Jerry Reed singles chronology
| "With His Pants in His Hand" (1977) | "East Bound and Down" (1977) | "You Know What" (1977) |

= East Bound and Down =

"East Bound and Down" is a song written by Jerry Reed and Deena Kaye Rose, (Note: Credited as Dick Feller; the song was written and released before Rose came out as transgender.) and recorded by Reed for the soundtrack for the film Smokey and the Bandit. The song features Reed on the lead vocal, and vocalist Gordon Stoker of the Jordanaires on the harmony vocal. It was released in August 1977 as a single on RCA Records, paired with "(I'm Just a) Redneck in a Rock and Roll Bar" as the B-side.

The song's lyrics tell the basic plot line of the movie (leaving out the runaway bride element) of making a 28-hour round-trip run from Atlanta, Georgia, to Texarkana, Texas, and back to illegally transport 400 cases of Coors beer for an after-race celebration. It spent 16 weeks on the U.S. country music charts, reaching a peak of No. 2. It also reached No. 3 on the Bubbling Under Hot 100.
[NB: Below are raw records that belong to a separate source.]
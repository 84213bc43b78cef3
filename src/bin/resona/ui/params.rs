//! Status bar and parameter list widgets

use ratatui::{
    layout::Rect,
    style::{Color, Modifier, Style},
    text::{Line, Span},
    widgets::{Block, Borders, List, ListItem, Paragraph},
    Frame,
};

use super::state::{EngineKind, ParamList, StatusUpdate};

/// Limiter compression above this many dB lights the warning
const LIMITER_WARNING_DB: f32 = 0.1;
/// Width of the value bar drawn next to each parameter
const BAR_WIDTH: usize = 16;

fn indicator(label: &str, lit: bool, color: Color) -> Span<'static> {
    let style = if lit {
        Style::default().fg(color).add_modifier(Modifier::BOLD)
    } else {
        Style::default().fg(Color::DarkGray)
    };
    Span::styled(format!("● {label}  "), style)
}

/// Render the power/limiter status bar
pub fn render_status(frame: &mut Frame, area: Rect, kind: EngineKind, status: &StatusUpdate) {
    let block = Block::default()
        .title(format!(" resona · {} ", kind.title()))
        .borders(Borders::ALL);

    let power_label = match (status.power_on, status.running) {
        (true, _) => "Power",
        (false, true) => "Fading",
        (false, false) => "Off",
    };

    let mut spans = vec![
        Span::raw(" "),
        indicator(power_label, status.power_on, Color::Green),
        indicator("AGC", status.agc_enabled, Color::Cyan),
        indicator(
            "Limiting",
            status.agc_enabled && status.agc_distortion > LIMITER_WARNING_DB,
            Color::Red,
        ),
        Span::styled(
            format!("Comp: {:>5.1} dB  ", status.agc_distortion),
            Style::default().fg(Color::Magenta),
        ),
        Span::styled(
            format!("Peak: {:.2}  ", status.peak),
            Style::default().fg(Color::Magenta),
        ),
    ];
    if status.recoveries > 0 {
        spans.push(Span::styled(
            format!("Recovered: {}", status.recoveries),
            Style::default().fg(Color::Yellow),
        ));
    }

    frame.render_widget(Paragraph::new(Line::from(spans)).block(block), area);
}

/// Render the selectable parameter list with a bar per value
pub fn render_params(frame: &mut Frame, area: Rect, params: &ParamList) {
    let block = Block::default().title(" Controls ").borders(Borders::ALL);

    let items: Vec<ListItem> = params
        .groups
        .iter()
        .zip(&params.values)
        .enumerate()
        .map(|(i, (group, &value))| {
            let span = group.max - group.min;
            let t = if span > 0.0 { (value - group.min) / span } else { 0.0 };
            let filled = ((t * BAR_WIDTH as f32).round() as usize).min(BAR_WIDTH);
            let bar = format!("{}{}", "█".repeat(filled), "░".repeat(BAR_WIDTH - filled));

            let style = if i == params.selected {
                Style::default().fg(Color::Black).bg(Color::Cyan)
            } else {
                Style::default().fg(Color::White)
            };
            ListItem::new(Line::from(vec![
                Span::styled(format!("{:<17}", group.name), style),
                Span::styled(bar, Style::default().fg(Color::Cyan)),
                Span::styled(format!(" {value:>6.3}"), Style::default().fg(Color::DarkGray)),
            ]))
        })
        .collect();

    frame.render_widget(List::new(items).block(block), area);
}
The "...and Down" in the title and lyric is CB radio jargon for driving with the accelerator pedal all the way to the floor, which is known as having the "hammer down". "I got the hammer down" or "I'm down" means "I'm driving as fast as I can". "[Direction] bound and down" remains a common sign-off for truckers on CB radio.

==Chart performance==

| Chart (1977–1978) | Peak position |
|---|---|
| U.S. Billboard Hot Country Singles | 2 |
| U.S. Billboard Bubbling Under Hot 100 | 3 |
| Canadian RPM Country Tracks | 2 |

==Cover versions==
- A variant version of the song, titled "West Bound and Down," was also recorded by Reed and included on the Smokey and the Bandit soundtrack. This variant is played during the westbound portion of the movie. The lyric "East bound and down—loaded up and truckin is changed to "West bound and down—eighteen wheels a-rollin'." The music and the rest of the lyrics remain the same; however, there is additional instrumentation which includes strings and horns.
- The Ford Motor Company revived the song's popularity as part of its F-Series truck advertisements in 2018, in which a host of pickups from different years and towing various items, such as barbecue grills, a 1960s-era Ford Bronco, and a statue of the Big Boy mascot, is seen driving down the highway.
- American Pop-Punk band Me First and the Gimme Gimmes included a cover on their fifth studio album Love Their Country.